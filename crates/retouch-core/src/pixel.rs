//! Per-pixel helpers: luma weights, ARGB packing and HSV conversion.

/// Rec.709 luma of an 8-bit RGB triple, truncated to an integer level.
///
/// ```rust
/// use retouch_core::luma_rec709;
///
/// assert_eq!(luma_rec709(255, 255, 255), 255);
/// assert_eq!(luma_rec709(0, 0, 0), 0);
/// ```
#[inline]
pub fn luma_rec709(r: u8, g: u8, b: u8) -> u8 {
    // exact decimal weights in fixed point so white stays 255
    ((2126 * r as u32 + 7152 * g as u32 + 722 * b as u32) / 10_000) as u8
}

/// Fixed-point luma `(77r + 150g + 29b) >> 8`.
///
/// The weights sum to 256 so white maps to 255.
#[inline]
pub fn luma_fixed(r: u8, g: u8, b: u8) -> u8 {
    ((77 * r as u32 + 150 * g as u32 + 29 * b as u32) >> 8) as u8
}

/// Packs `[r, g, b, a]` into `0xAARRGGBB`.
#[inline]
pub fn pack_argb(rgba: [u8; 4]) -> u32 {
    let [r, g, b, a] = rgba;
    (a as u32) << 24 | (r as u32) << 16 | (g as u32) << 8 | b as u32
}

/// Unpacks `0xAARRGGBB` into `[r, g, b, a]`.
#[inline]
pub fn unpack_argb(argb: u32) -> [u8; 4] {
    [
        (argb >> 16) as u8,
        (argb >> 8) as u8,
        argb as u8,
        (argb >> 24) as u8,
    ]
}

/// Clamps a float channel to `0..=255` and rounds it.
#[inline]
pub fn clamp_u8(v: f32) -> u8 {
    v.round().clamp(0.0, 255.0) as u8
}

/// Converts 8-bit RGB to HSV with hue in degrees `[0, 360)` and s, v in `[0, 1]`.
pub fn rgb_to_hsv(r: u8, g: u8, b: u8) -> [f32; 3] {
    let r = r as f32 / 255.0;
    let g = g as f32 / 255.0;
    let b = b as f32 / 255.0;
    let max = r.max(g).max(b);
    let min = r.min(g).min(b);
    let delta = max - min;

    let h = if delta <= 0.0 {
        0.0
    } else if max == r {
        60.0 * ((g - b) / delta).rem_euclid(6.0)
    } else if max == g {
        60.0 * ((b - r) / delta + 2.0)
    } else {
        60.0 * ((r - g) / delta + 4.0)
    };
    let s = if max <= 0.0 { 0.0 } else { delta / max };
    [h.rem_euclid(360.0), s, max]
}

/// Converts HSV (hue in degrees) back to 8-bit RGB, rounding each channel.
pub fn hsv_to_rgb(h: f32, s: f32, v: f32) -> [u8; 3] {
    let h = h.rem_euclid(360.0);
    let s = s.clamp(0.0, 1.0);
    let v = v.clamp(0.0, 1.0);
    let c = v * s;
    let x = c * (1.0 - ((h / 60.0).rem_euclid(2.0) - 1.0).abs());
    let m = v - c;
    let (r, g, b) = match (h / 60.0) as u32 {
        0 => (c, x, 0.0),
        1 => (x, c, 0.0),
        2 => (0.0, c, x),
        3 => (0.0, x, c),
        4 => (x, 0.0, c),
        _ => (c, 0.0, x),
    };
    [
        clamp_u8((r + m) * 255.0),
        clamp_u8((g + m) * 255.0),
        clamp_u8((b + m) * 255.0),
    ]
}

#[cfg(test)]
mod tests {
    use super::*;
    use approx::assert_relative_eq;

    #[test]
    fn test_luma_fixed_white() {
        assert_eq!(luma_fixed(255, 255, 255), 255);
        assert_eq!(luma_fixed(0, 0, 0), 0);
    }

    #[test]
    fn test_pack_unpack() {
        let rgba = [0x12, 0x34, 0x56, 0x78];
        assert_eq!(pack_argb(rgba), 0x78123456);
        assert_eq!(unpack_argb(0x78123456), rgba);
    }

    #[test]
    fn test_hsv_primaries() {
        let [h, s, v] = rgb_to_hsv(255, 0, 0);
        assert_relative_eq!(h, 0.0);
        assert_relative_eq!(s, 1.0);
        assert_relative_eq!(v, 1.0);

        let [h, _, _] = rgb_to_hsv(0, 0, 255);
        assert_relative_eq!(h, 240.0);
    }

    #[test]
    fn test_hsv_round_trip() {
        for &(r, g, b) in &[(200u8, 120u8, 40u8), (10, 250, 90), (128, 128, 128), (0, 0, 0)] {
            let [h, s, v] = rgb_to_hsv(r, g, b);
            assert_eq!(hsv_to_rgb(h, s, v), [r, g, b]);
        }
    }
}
• • • •
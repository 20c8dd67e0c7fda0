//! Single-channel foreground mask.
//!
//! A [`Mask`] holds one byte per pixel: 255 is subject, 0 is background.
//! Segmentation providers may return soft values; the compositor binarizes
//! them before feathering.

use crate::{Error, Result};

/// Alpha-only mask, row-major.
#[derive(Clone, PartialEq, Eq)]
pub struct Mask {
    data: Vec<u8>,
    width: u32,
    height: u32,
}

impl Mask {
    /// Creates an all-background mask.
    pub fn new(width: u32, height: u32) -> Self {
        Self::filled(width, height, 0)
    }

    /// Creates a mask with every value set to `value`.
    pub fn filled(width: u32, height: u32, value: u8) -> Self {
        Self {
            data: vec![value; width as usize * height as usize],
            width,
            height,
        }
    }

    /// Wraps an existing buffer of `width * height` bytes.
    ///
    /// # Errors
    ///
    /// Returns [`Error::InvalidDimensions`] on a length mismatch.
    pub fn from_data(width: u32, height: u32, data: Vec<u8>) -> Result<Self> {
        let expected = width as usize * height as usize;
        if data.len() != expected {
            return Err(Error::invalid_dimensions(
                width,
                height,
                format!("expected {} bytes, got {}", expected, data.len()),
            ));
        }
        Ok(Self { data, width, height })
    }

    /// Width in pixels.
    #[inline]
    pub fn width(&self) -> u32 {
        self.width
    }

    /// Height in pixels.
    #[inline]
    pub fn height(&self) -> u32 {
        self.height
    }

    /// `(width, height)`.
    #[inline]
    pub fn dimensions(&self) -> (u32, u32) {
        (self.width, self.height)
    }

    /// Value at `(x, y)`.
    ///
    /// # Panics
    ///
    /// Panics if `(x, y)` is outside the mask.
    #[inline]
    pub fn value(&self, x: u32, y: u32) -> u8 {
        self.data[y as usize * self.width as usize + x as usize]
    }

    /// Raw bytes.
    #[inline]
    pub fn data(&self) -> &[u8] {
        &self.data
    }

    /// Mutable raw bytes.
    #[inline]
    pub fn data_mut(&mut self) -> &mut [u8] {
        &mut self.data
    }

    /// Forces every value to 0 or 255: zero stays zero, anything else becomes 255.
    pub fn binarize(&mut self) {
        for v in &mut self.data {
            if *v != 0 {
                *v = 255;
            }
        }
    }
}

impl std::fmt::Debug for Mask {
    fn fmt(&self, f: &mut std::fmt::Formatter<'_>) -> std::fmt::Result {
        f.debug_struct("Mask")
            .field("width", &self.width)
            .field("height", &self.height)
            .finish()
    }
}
• • • •
§ What to produce: Work out how many lines of the listing above include the word "every". Reply with nothing but the count.

§ Solution to this exercise: 2